Go through the listing and pick out each line with the word "candidates" in it.
________________
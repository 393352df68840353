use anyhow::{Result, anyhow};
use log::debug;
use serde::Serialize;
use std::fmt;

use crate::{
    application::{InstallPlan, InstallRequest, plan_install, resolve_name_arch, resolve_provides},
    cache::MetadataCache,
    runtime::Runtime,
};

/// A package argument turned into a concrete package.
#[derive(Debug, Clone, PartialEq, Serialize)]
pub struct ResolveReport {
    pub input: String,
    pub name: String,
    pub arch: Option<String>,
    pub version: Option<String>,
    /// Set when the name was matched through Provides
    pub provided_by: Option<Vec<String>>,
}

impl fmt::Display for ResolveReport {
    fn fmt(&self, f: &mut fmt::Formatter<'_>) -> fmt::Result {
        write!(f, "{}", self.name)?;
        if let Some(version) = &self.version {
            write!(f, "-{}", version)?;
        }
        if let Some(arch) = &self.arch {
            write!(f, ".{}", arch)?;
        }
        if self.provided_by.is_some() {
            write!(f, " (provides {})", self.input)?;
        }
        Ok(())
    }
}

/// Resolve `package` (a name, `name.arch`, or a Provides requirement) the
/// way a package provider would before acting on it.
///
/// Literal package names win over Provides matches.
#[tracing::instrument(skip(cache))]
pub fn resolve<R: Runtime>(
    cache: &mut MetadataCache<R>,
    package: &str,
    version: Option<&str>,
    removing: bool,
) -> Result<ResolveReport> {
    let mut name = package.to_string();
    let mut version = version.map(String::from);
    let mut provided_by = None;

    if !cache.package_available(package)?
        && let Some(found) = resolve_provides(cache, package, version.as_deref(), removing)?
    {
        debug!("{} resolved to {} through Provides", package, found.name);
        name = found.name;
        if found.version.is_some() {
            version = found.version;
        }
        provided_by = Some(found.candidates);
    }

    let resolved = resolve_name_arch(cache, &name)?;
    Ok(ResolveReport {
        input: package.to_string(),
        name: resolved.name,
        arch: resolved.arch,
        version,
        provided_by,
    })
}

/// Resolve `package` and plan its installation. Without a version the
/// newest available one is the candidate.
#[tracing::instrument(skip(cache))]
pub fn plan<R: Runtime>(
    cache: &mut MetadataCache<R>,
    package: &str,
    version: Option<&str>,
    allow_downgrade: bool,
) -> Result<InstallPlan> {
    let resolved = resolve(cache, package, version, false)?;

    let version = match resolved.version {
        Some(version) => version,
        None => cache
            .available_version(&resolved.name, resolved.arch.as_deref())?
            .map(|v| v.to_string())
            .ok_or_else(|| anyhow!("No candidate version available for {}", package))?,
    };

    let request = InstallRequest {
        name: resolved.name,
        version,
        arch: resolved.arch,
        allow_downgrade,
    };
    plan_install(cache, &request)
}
________________
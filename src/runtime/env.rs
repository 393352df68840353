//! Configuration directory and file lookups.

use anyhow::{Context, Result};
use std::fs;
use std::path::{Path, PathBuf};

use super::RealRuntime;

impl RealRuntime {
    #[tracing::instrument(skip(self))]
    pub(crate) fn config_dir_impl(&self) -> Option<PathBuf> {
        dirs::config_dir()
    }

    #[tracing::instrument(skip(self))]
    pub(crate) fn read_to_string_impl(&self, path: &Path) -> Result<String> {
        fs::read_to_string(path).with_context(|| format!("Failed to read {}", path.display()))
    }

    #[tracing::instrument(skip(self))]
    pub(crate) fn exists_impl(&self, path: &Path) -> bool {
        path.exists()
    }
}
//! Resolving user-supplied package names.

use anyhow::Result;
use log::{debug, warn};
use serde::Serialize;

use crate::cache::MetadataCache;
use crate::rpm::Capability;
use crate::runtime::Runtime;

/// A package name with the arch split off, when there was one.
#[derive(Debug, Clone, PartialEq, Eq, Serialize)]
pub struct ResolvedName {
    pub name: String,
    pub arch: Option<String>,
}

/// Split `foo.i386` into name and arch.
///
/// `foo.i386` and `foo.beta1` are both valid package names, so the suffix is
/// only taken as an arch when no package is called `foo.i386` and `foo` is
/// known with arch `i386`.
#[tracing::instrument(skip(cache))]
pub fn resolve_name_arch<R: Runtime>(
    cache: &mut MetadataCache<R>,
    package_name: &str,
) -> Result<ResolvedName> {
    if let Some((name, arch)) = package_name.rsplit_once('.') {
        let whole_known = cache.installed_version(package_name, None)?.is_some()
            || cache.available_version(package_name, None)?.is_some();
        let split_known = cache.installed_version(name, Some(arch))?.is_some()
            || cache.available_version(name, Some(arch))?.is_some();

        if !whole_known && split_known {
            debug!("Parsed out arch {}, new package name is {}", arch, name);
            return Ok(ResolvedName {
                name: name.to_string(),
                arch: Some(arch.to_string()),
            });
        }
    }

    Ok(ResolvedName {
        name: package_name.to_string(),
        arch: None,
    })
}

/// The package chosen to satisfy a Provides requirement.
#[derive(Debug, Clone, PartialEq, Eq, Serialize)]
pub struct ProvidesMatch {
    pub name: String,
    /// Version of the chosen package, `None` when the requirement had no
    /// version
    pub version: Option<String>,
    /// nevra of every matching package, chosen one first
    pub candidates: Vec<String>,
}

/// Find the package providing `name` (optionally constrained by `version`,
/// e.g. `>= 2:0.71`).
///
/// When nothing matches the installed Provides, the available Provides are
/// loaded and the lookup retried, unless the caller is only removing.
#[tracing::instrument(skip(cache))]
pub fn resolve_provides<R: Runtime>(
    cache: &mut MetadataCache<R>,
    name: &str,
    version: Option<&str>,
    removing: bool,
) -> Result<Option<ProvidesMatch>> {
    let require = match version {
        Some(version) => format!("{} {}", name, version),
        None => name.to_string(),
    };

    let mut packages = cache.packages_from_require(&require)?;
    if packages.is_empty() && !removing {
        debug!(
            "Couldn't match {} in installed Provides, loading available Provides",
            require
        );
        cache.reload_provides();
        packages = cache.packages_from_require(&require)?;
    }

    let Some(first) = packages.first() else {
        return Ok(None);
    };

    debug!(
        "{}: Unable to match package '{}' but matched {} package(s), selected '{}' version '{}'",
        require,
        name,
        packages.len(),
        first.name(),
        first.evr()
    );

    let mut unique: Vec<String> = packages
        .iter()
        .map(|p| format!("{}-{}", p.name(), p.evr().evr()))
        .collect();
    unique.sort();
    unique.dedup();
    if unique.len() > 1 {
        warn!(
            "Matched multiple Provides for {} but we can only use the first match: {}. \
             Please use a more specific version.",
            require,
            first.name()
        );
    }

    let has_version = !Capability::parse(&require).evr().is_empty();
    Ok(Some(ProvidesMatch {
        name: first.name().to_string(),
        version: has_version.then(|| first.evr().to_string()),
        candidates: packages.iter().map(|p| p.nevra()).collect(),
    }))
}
________________
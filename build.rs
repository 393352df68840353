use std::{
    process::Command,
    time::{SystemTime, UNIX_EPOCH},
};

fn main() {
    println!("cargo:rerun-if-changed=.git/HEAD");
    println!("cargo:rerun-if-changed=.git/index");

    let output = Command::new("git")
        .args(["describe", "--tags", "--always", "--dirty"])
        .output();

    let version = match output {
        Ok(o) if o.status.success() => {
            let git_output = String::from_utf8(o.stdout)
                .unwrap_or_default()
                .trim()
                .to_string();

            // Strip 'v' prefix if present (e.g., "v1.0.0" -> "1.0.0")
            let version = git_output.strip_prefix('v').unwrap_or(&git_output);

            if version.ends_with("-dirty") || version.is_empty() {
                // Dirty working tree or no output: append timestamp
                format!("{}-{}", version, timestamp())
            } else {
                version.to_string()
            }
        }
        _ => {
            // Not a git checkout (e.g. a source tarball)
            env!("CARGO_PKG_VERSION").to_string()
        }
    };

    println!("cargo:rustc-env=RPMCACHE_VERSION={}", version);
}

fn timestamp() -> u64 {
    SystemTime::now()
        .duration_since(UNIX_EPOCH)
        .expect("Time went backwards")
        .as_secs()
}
________________
> [Response]:
        provided_by = Some(found.candidates);
    pub candidates: Vec<String>,
        candidates: packages.iter().map(|p| p.nevra()).collect(),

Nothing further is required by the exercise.